Provided records START

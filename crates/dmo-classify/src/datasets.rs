//! # Dataset Profiles
//!
//! What the user says about the dataset being classified. A profile is
//! either free text (name, description, field names) or a reference to one
//! of the canned [`ExampleDataset`]s. Profiles feed the suggestion engine
//! only; they never set answers in an assessment.

use dmo_core::DmoError;
use serde::{Deserialize, Serialize};
use thiserror::Error;

/// A canned example dataset.
#[derive(Debug, Clone, Copy, PartialEq, Eq, Serialize)]
pub struct ExampleDataset {
    pub key: &'static str,
    pub name: &'static str,
    pub description: &'static str,
    /// Example field names found in the dataset.
    pub fields: &'static [&'static str],
    pub risk_factors: &'static [&'static str],
}

impl ExampleDataset {
    /// The six built-in examples, in display order.
    pub fn all() -> &'static [ExampleDataset] {
        EXAMPLES
    }

    /// Look up an example by key.
    pub fn find(key: &str) -> Option<&'static ExampleDataset> {
        EXAMPLES.iter().find(|e| e.key == key)
    }

    /// Text the suggestion engine reads for this example.
    pub fn descriptor_text(&self) -> String {
        let mut parts = vec![self.name, self.description];
        parts.extend_from_slice(self.fields);
        parts.extend_from_slice(self.risk_factors);
        parts.join(" ")
    }
}

const EXAMPLES: &[ExampleDataset] = &[
    ExampleDataset {
        key: "hr_employee",
        name: "HR Employee Content Dataset",
        description: "Employee personal information, performance records, disciplinary actions",
        fields: &[
            "Employee ID",
            "Full Name",
            "National ID",
            "Home Address",
            "Phone Number",
            "Performance Reviews",
            "Disciplinary Records",
            "Training Records",
        ],
        risk_factors: &[
            "Personal identifiable information",
            "Privacy concerns",
            "Potential reputation damage",
        ],
    },
    ExampleDataset {
        key: "hr_payroll",
        name: "HR Payroll Dataset",
        description: "Employee salary information, bank details, tax information",
        fields: &[
            "Employee ID",
            "Salary Amount",
            "Bank Account Number",
            "Tax Information",
            "Benefits Details",
            "Bonuses",
            "Deductions",
        ],
        risk_factors: &[
            "Financial information",
            "Privacy violations",
            "Competitive intelligence",
        ],
    },
    ExampleDataset {
        key: "customer_data",
        name: "Customer Database",
        description: "Customer contact information, purchase history, preferences",
        fields: &[
            "Customer ID",
            "Contact Details",
            "Purchase History",
            "Preferences",
            "Support Tickets",
            "Feedback",
        ],
        risk_factors: &[
            "Customer privacy",
            "Business competitive advantage",
            "GDPR compliance",
        ],
    },
    ExampleDataset {
        key: "financial_reports",
        name: "Financial Reports",
        description: "Company financial statements, budget information, revenue data",
        fields: &[
            "Revenue Data",
            "Profit/Loss Statements",
            "Budget Allocations",
            "Cost Centers",
            "Investment Information",
        ],
        risk_factors: &[
            "Market sensitive information",
            "Competitive advantage",
            "Investor relations",
        ],
    },
    ExampleDataset {
        key: "security_logs",
        name: "Security System Logs",
        description: "Access logs, security incidents, system vulnerabilities",
        fields: &[
            "Access Logs",
            "Login Records",
            "Security Incidents",
            "Vulnerability Reports",
            "System Configurations",
        ],
        risk_factors: &[
            "National security",
            "Infrastructure protection",
            "Operational security",
        ],
    },
    ExampleDataset {
        key: "research_data",
        name: "Research & Development Data",
        description: "Product development, research findings, innovation plans",
        fields: &[
            "Research Results",
            "Product Specifications",
            "Innovation Plans",
            "Patent Applications",
            "Test Results",
        ],
        risk_factors: &[
            "Competitive advantage",
            "Intellectual property",
            "Strategic planning",
        ],
    },
];

/// Errors from dataset profile validation.
#[derive(Error, Debug, Clone, PartialEq, Eq)]
pub enum DatasetError {
    #[error("unknown example dataset '{key}'")]
    UnknownExample { key: String },

    #[error("dataset profile has no name, description or fields")]
    EmptyProfile,
}

impl From<DatasetError> for DmoError {
    fn from(err: DatasetError) -> Self {
        DmoError::Validation(err.to_string())
    }
}

/// The dataset a user describes before or during an assessment.
///
/// Deserializes from either `{"example": "hr_payroll"}` or
/// `{"name": ..., "description": ..., "fields": [...]}`.
#[derive(Debug, Clone, PartialEq, Eq, Serialize, Deserialize)]
#[serde(untagged)]
pub enum DatasetProfile {
    /// Reference to a canned example by key.
    Example { example: String },
    /// Free-text description.
    Custom {
        #[serde(default, skip_serializing_if = "Option::is_none")]
        name: Option<String>,
        #[serde(default, skip_serializing_if = "Option::is_none")]
        description: Option<String>,
        #[serde(default, skip_serializing_if = "Vec::is_empty")]
        fields: Vec<String>,
    },
}

impl DatasetProfile {
    pub fn example(key: impl Into<String>) -> Self {
        Self::Example {
            example: key.into(),
        }
    }

    pub fn custom(
        name: Option<String>,
        description: Option<String>,
        fields: Vec<String>,
    ) -> Self {
        Self::Custom {
            name,
            description,
            fields,
        }
    }

    /// Reject references to unknown examples and profiles with no text.
    pub fn validate(&self) -> Result<(), DatasetError> {
        match self {
            Self::Example { example } => ExampleDataset::find(example)
                .map(|_| ())
                .ok_or_else(|| DatasetError::UnknownExample {
                    key: example.clone(),
                }),
            Self::Custom { .. } => {
                if self.descriptor_text()?.trim().is_empty() {
                    Err(DatasetError::EmptyProfile)
                } else {
                    Ok(())
                }
            }
        }
    }

    /// Human-readable name for reports.
    pub fn display_name(&self) -> Option<String> {
        match self {
            Self::Example { example } => ExampleDataset::find(example).map(|e| e.name.to_string()),
            Self::Custom { name, .. } => name
                .as_deref()
                .map(str::trim)
                .filter(|n| !n.is_empty())
                .map(str::to_string),
        }
    }

    /// Name, description and fields joined by single spaces.
    pub fn descriptor_text(&self) -> Result<String, DatasetError> {
        match self {
            Self::Example { example } => ExampleDataset::find(example)
                .map(ExampleDataset::descriptor_text)
                .ok_or_else(|| DatasetError::UnknownExample {
                    key: example.clone(),
                }),
            Self::Custom {
                name,
                description,
                fields,
            } => {
                let parts: Vec<&str> = name
                    .as_deref()
                    .into_iter()
                    .chain(description.as_deref())
                    .chain(fields.iter().map(String::as_str))
                    .map(str::trim)
                    .filter(|p| !p.is_empty())
                    .collect();
                Ok(parts.join(" "))
            }
        }
    }
}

Provided records END

● **The problem**
Reproduce the entries exactly, each one as given.

● **Reply**
filename crates/dmo-classify/src/datasets.rs
//! # Dataset Profiles
//!
//! What the user says about the dataset being classified. A profile is
//! either free text (name, description, field names) or a reference to one
//! of the canned [`ExampleDataset`]s. Profiles feed the suggestion engine
//! only; they never set answers in an assessment.

use dmo_core::DmoError;
use serde::{Deserialize, Serialize};
use thiserror::Error;

/// A canned example dataset.
#[derive(Debug, Clone, Copy, PartialEq, Eq, Serialize)]
pub struct ExampleDataset {
    pub key: &'static str,
    pub name: &'static str,
    pub description: &'static str,
    /// Example field names found in the dataset.
    pub fields: &'static [&'static str],
    pub risk_factors: &'static [&'static str],
}

impl ExampleDataset {
    /// The six built-in examples, in display order.
    pub fn all() -> &'static [ExampleDataset] {
        EXAMPLES
    }

    /// Look up an example by key.
    pub fn find(key: &str) -> Option<&'static ExampleDataset> {
        EXAMPLES.iter().find(|e| e.key == key)
    }

    /// Text the suggestion engine reads for this example.
    pub fn descriptor_text(&self) -> String {
        let mut parts = vec![self.name, self.description];
        parts.extend_from_slice(self.fields);
        parts.extend_from_slice(self.risk_factors);
        parts.join(" ")
    }
}

const EXAMPLES: &[ExampleDataset] = &[
    ExampleDataset {
        key: "hr_employee",
        name: "HR Employee Content Dataset",
        description: "Employee personal information, performance records, disciplinary actions",
        fields: &[
            "Employee ID",
            "Full Name",
            "National ID",
            "Home Address",
            "Phone Number",
            "Performance Reviews",
            "Disciplinary Records",
            "Training Records",
        ],
        risk_factors: &[
            "Personal identifiable information",
            "Privacy concerns",
            "Potential reputation damage",
        ],
    },
    ExampleDataset {
        key: "hr_payroll",
        name: "HR Payroll Dataset",
        description: "Employee salary information, bank details, tax information",
        fields: &[
            "Employee ID",
            "Salary Amount",
            "Bank Account Number",
            "Tax Information",
            "Benefits Details",
            "Bonuses",
            "Deductions",
        ],
        risk_factors: &[
            "Financial information",
            "Privacy violations",
            "Competitive intelligence",
        ],
    },
    ExampleDataset {
        key: "customer_data",
        name: "Customer Database",
        description: "Customer contact information, purchase history, preferences",
        fields: &[
            "Customer ID",
            "Contact Details",
            "Purchase History",
            "Preferences",
            "Support Tickets",
            "Feedback",
        ],
        risk_factors: &[
            "Customer privacy",
            "Business competitive advantage",
            "GDPR compliance",
        ],
    },
    ExampleDataset {
        key: "financial_reports",
        name: "Financial Reports",
        description: "Company financial statements, budget information, revenue data",
        fields: &[
            "Revenue Data",
            "Profit/Loss Statements",
            "Budget Allocations",
            "Cost Centers",
            "Investment Information",
        ],
        risk_factors: &[
            "Market sensitive information",
            "Competitive advantage",
            "Investor relations",
        ],
    },
    ExampleDataset {
        key: "security_logs",
        name: "Security System Logs",
        description: "Access logs, security incidents, system vulnerabilities",
        fields: &[
            "Access Logs",
            "Login Records",
            "Security Incidents",
            "Vulnerability Reports",
            "System Configurations",
        ],
        risk_factors: &[
            "National security",
            "Infrastructure protection",
            "Operational security",
        ],
    },
    ExampleDataset {
        key: "research_data",
        name: "Research & Development Data",
        description: "Product development, research findings, innovation plans",
        fields: &[
            "Research Results",
            "Product Specifications",
            "Innovation Plans",
            "Patent Applications",
            "Test Results",
        ],
        risk_factors: &[
            "Competitive advantage",
            "Intellectual property",
            "Strategic planning",
        ],
    },
];

/// Errors from dataset profile validation.
#[derive(Error, Debug, Clone, PartialEq, Eq)]
pub enum DatasetError {
    #[error("unknown example dataset '{key}'")]
    UnknownExample { key: String },

    #[error("dataset profile has no name, description or fields")]
    EmptyProfile,
}

impl From<DatasetError> for DmoError {
    fn from(err: DatasetError) -> Self {
        DmoError::Validation(err.to_string())
    }
}

/// The dataset a user describes before or during an assessment.
///
/// Deserializes from either `{"example": "hr_payroll"}` or
/// `{"name": ..., "description": ..., "fields": [...]}`.
#[derive(Debug, Clone, PartialEq, Eq, Serialize, Deserialize)]
#[serde(untagged)]
pub enum DatasetProfile {
    /// Reference to a canned example by key.
    Example { example: String },
    /// Free-text description.
    Custom {
        #[serde(default, skip_serializing_if = "Option::is_none")]
        name: Option<String>,
        #[serde(default, skip_serializing_if = "Option::is_none")]
        description: Option<String>,
        #[serde(default, skip_serializing_if = "Vec::is_empty")]
        fields: Vec<String>,
    },
}

impl DatasetProfile {
    pub fn example(key: impl Into<String>) -> Self {
        Self::Example {
            example: key.into(),
        }
    }

    pub fn custom(
        name: Option<String>,
        description: Option<String>,
        fields: Vec<String>,
    ) -> Self {
        Self::Custom {
            name,
            description,
            fields,
        }
    }

    /// Reject references to unknown examples and profiles with no text.
    pub fn validate(&self) -> Result<(), DatasetError> {
        match self {
            Self::Example { example } => ExampleDataset::find(example)
                .map(|_| ())
                .ok_or_else(|| DatasetError::UnknownExample {
                    key: example.clone(),
                }),
            Self::Custom { .. } => {
                if self.descriptor_text()?.trim().is_empty() {
                    Err(DatasetError::EmptyProfile)
                } else {
                    Ok(())
                }
            }
        }
    }

    /// Human-readable name for reports.
    pub fn display_name(&self) -> Option<String> {
        match self {
            Self::Example { example } => ExampleDataset::find(example).map(|e| e.name.to_string()),
            Self::Custom { name, .. } => name
                .as_deref()
                .map(str::trim)
                .filter(|n| !n.is_empty())
                .map(str::to_string),
        }
    }

    /// Name, description and fields joined by single spaces.
    pub fn descriptor_text(&self) -> Result<String, DatasetError> {
        match self {
            Self::Example { example } => ExampleDataset::find(example)
                .map(ExampleDataset::descriptor_text)
                .ok_or_else(|| DatasetError::UnknownExample {
                    key: example.clone(),
                }),
            Self::Custom {
                name,
                description,
                fields,
            } => {
                let parts: Vec<&str> = name
                    .as_deref()
                    .into_iter()
                    .chain(description.as_deref())
                    .chain(fields.iter().map(String::as_str))
                    .map(str::trim)
                    .filter(|p| !p.is_empty())
                    .collect();
                Ok(parts.join(" "))
            }
        }
    }
}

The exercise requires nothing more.